» **Your assignment**
Show, in full, each line of the data that contains "Clone".
++++++++++++++++++++
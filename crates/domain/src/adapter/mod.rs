mod adapter_connection;
mod adapter_kind;

#[cfg(any(test, feature = "mock"))]
pub use adapter_connection::MockAdapter;
pub use adapter_connection::Adapter;
pub use adapter_kind::AdapterKind;
mod fault;
mod model;
mod state;

pub use fault::DeviceFault;
pub use model::{InstrumentModel, InstrumentModelBuilder, ModelConfig};
pub use state::SessionState;
//! Domain layer - Pure instrument-control model with no I/O
//!
//! This crate contains:
//! - Control values, value domains and the validator pipeline
//! - Command templates and reply parsing
//! - Control descriptors and instrument models (class-level declarations)
//! - The session state machine and device fault entries
//! - The `Adapter` transport interface (implemented by infrastructure)
//!
//! Principles:
//! - No dependencies on infrastructure
//! - Declaration mistakes fail when a descriptor is built, not when it is used
//! - Validation is pure and testable without a transport

pub mod adapter;
pub mod control;
pub mod error;
pub mod instrument;

// Re-export commonly used types
pub use adapter::{Adapter, AdapterKind};
pub use control::{ControlDescriptor, ControlValue, ValidatorKind, ValueDomain, ValueType};
pub use error::{InstrumentError, ValidationError};
pub use instrument::{DeviceFault, InstrumentModel, SessionState};
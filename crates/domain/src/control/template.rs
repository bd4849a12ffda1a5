use std::fmt;

use super::value::{ControlValue, format_number};
use crate::error::{InstrumentError, ValidationError};

// `%d` renders through i64: [-2^63, 2^63)
const I64_LOWER: f64 = -9_223_372_036_854_775_808.0;
const I64_UPPER: f64 = 9_223_372_036_854_775_808.0;

/// Conversion used by a template's substitution slot
#[derive(Debug, Clone, Copy, PartialEq, Eq)]
pub enum SlotFormat {
    /// `%g`: shortest round-trip form
    General,
    /// `%G`: as `%g` with an upper-case exponent marker
    GeneralUpper,
    /// `%d`: integer, truncated toward zero
    Integer,
    /// `%s`: text verbatim, numbers as `%g`
    Str,
}

impl SlotFormat {
    fn from_conversion(c: char) -> Option<Self> {
        match c {
            'g' => Some(Self::General),
            'G' => Some(Self::GeneralUpper),
            'd' | 'i' => Some(Self::Integer),
            's' => Some(Self::Str),
            _ => None,
        }
    }

    pub fn accepts_text(&self) -> bool {
        matches!(self, Self::Str)
    }
}

#[derive(Debug, Clone, PartialEq, Eq)]
enum Piece {
    Literal(String),
    Slot(SlotFormat),
}

/// A printf-style command template such as `:VOLT %gV`.
#[derive(Debug, Clone, PartialEq, Eq)]
pub struct CommandTemplate {
    source: String,
    pieces: Vec<Piece>,
}

impl CommandTemplate {
    pub fn parse(source: &str) -> Result<Self, InstrumentError> {
        if source.trim().is_empty() {
            return Err(InstrumentError::Configuration(
                "Command template is empty".to_string(),
            ));
        }

        let mut pieces = Vec::new();
        let mut literal = String::new();
        let mut chars = source.chars();

        while let Some(c) = chars.next() {
            if c != '%' {
                literal.push(c);
                continue;
            }
            match chars.next() {
                Some('%') => literal.push('%'),
                Some(conv) => {
                    let format = SlotFormat::from_conversion(conv).ok_or_else(|| {
                        InstrumentError::Configuration(format!(
                            "Unsupported conversion '%{}' in template {:?}",
                            conv, source
                        ))
                    })?;
                    if !literal.is_empty() {
                        pieces.push(Piece::Literal(std::mem::take(&mut literal)));
                    }
                    pieces.push(Piece::Slot(format));
                }
                None => {
                    return Err(InstrumentError::Configuration(format!(
                        "Dangling '%' at end of template {:?}",
                        source
                    )));
                }
            }
        }
        if !literal.is_empty() {
            pieces.push(Piece::Literal(literal));
        }

        Ok(Self {
            source: source.to_string(),
            pieces,
        })
    }

    /// Template for a query: must not contain a substitution slot
    pub fn query(source: &str) -> Result<Self, InstrumentError> {
        let template = Self::parse(source)?;
        if template.slot_count() != 0 {
            return Err(InstrumentError::Configuration(format!(
                "Query template {:?} must not contain a substitution slot",
                source
            )));
        }
        Ok(template)
    }

    /// Template for a write: exactly one substitution slot
    pub fn write(source: &str) -> Result<Self, InstrumentError> {
        let template = Self::parse(source)?;
        if template.slot_count() != 1 {
            return Err(InstrumentError::Configuration(format!(
                "Write template {:?} must contain exactly one substitution slot, found {}",
                source,
                template.slot_count()
            )));
        }
        Ok(template)
    }

    pub fn source(&self) -> &str {
        &self.source
    }

    pub fn slot_count(&self) -> usize {
        self.pieces
            .iter()
            .filter(|p| matches!(p, Piece::Slot(_)))
            .count()
    }

    pub fn slot_format(&self) -> Option<SlotFormat> {
        self.pieces.iter().find_map(|p| match p {
            Piece::Slot(f) => Some(*f),
            Piece::Literal(_) => None,
        })
    }

    /// Render the template without substitution (`%%` collapsed)
    pub fn render(&self) -> String {
        self.pieces
            .iter()
            .map(|p| match p {
                Piece::Literal(s) => s.as_str(),
                Piece::Slot(_) => "",
            })
            .collect()
    }

    /// Substitute `value` into every slot
    pub fn format(&self, value: &ControlValue) -> Result<String, ValidationError> {
        let mut out = String::with_capacity(self.source.len() + 8);
        for piece in &self.pieces {
            match piece {
                Piece::Literal(s) => out.push_str(s),
                Piece::Slot(SlotFormat::General) => {
                    out.push_str(&format_number(value.expect_number()?))
                }
                Piece::Slot(SlotFormat::GeneralUpper) => {
                    out.push_str(&format_number(value.expect_number()?).replace('e', "E"))
                }
                Piece::Slot(SlotFormat::Integer) => {
                    let n = value.expect_number()?;
                    let truncated = n.trunc();
                    if !(I64_LOWER..I64_UPPER).contains(&truncated) {
                        return Err(ValidationError::Type {
                            expected: "a number within the 64-bit integer range",
                            found: format_number(n),
                        });
                    }
                    out.push_str(&format!("{}", truncated as i64));
                }
                Piece::Slot(SlotFormat::Str) => out.push_str(&value.to_string()),
            }
        }
        Ok(out)
    }
}

impl fmt::Display for CommandTemplate {
    fn fmt(&self, f: &mut fmt::Formatter<'_>) -> fmt::Result {
        f.write_str(&self.source)
    }
}

#[cfg(test)]
mod tests {
    use super::*;

    #[test]
    fn test_general_format() {
        let t = CommandTemplate::write(":VOLT %gV").unwrap();
        assert_eq!(t.format(&ControlValue::from(42.5)).unwrap(), ":VOLT 42.5V");
        assert_eq!(t.format(&ControlValue::from(300.0)).unwrap(), ":VOLT 300V");
        assert_eq!(t.slot_format(), Some(SlotFormat::General));
    }

    #[test]
    fn test_string_format() {
        let t = CommandTemplate::write(":OUTP %s").unwrap();
        assert_eq!(t.format(&ControlValue::from("ON")).unwrap(), ":OUTP ON");
        assert_eq!(t.format(&ControlValue::from(1.5)).unwrap(), ":OUTP 1.5");
    }

    #[test]
    fn test_integer_truncates() {
        let t = CommandTemplate::write("CH%d").unwrap();
        assert_eq!(t.format(&ControlValue::from(2.7)).unwrap(), "CH2");
        assert_eq!(t.format(&ControlValue::from(-2.7)).unwrap(), "CH-2");
    }

    #[test]
    fn test_integer_outside_i64_is_type_error() {
        let t = CommandTemplate::write("COUNT %d").unwrap();
        assert!(matches!(
            t.format(&ControlValue::from(1e19)),
            Err(ValidationError::Type { .. })
        ));
        assert!(t.format(&ControlValue::from(-1e19)).is_err());
        assert!(t.format(&ControlValue::from(f64::INFINITY)).is_err());
        assert_eq!(
            t.format(&ControlValue::from(9.2e18)).unwrap(),
            "COUNT 9200000000000000000"
        );
    }

    #[test]
    fn test_upper_general_format() {
        let t = CommandTemplate::write("CAP %G").unwrap();
        assert_eq!(t.slot_format(), Some(SlotFormat::GeneralUpper));
        assert_eq!(t.format(&ControlValue::from(2.2e-9)).unwrap(), "CAP 2.2E-9");
        assert_eq!(t.format(&ControlValue::from(47.0)).unwrap(), "CAP 47");
        let lower = CommandTemplate::write("CAP %g").unwrap();
        assert_eq!(lower.format(&ControlValue::from(2.2e-9)).unwrap(), "CAP 2.2e-9");
    }

    #[test]
    fn test_text_into_numeric_slot_is_type_error() {
        let t = CommandTemplate::write(":POW %g").unwrap();
        assert!(matches!(
            t.format(&ControlValue::from("high")),
            Err(ValidationError::Type { .. })
        ));
    }

    #[test]
    fn test_slot_counts_enforced() {
        assert!(CommandTemplate::query(":VOLT?").is_ok());
        assert!(CommandTemplate::query(":VOLT? %g").is_err());
        assert!(CommandTemplate::write(":VOLT").is_err());
        assert!(CommandTemplate::write(":VOLT %g %g").is_err());
        assert!(CommandTemplate::write(":VOLT %q").is_err());
        assert!(CommandTemplate::write(":VOLT %").is_err());
        assert!(CommandTemplate::write("").is_err());
    }

    #[test]
    fn test_percent_escape() {
        let t = CommandTemplate::write("RAMP %g%%").unwrap();
        assert_eq!(t.format(&ControlValue::from(5.0)).unwrap(), "RAMP 5%");
        let q = CommandTemplate::query("LOAD 100%%?").unwrap();
        assert_eq!(q.render(), "LOAD 100%?");
    }
}
use serde::{Deserialize, Serialize};

/// Lifecycle of an instrument session
#[derive(Debug, Clone, Copy, PartialEq, Eq, Serialize, Deserialize, Default)]
pub enum SessionState {
    /// No adapter session, nothing can be sent
    #[default]
    Disconnected,
    /// Adapter open and the error queue was clean at the last check
    Connected,
    /// The device reported a fault; commands are still sent
    Faulted,
}

impl SessionState {
    /// Faulted does not block traffic, only Disconnected does
    pub fn can_send(&self) -> bool {
        matches!(self, Self::Connected | Self::Faulted)
    }

    pub fn is_faulted(&self) -> bool {
        matches!(self, Self::Faulted)
    }

    /// Transition to connected state (session opened, or faults cleared)
    pub fn to_connected(&self) -> Self {
        Self::Connected
    }

    /// Transition to faulted state
    pub fn to_faulted(&self) -> Result<Self, &'static str> {
        match self {
            Self::Connected | Self::Faulted => Ok(Self::Faulted),
            Self::Disconnected => Err("Cannot fault a disconnected session"),
        }
    }

    /// Transition to disconnected state
    pub fn to_disconnected(&self) -> Self {
        Self::Disconnected
    }

    pub fn as_str(&self) -> &'static str {
        match self {
            Self::Disconnected => "Disconnected",
            Self::Connected => "Connected",
            Self::Faulted => "Faulted",
        }
    }
}

#[cfg(test)]
mod tests {
    use super::*;

    #[test]
    fn test_initial_state_is_disconnected() {
        let state = SessionState::default();
        assert_eq!(state, SessionState::Disconnected);
        assert!(!state.can_send());
    }

    #[test]
    fn test_connect_then_fault_then_clear() {
        let state = SessionState::Disconnected.to_connected();
        assert!(state.can_send());

        let faulted = state.to_faulted().unwrap();
        assert!(faulted.is_faulted());
        assert!(faulted.can_send());

        let cleared = faulted.to_connected();
        assert_eq!(cleared, SessionState::Connected);
    }

    #[test]
    fn test_cannot_fault_when_disconnected() {
        assert!(SessionState::Disconnected.to_faulted().is_err());
    }

    #[test]
    fn test_to_disconnected_from_any_state() {
        assert_eq!(
            SessionState::Connected.to_disconnected(),
            SessionState::Disconnected
        );
        assert_eq!(
            SessionState::Faulted.to_disconnected(),
            SessionState::Disconnected
        );
    }
}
++++++++++++++++++++
» **Answer below**
#[derive(Debug, Clone, Copy, PartialEq, Eq)]
#[derive(Debug, Clone, PartialEq, Eq)]
#[derive(Debug, Clone, PartialEq, Eq)]
#[derive(Debug, Clone, Copy, PartialEq, Eq, Serialize, Deserialize, Default)]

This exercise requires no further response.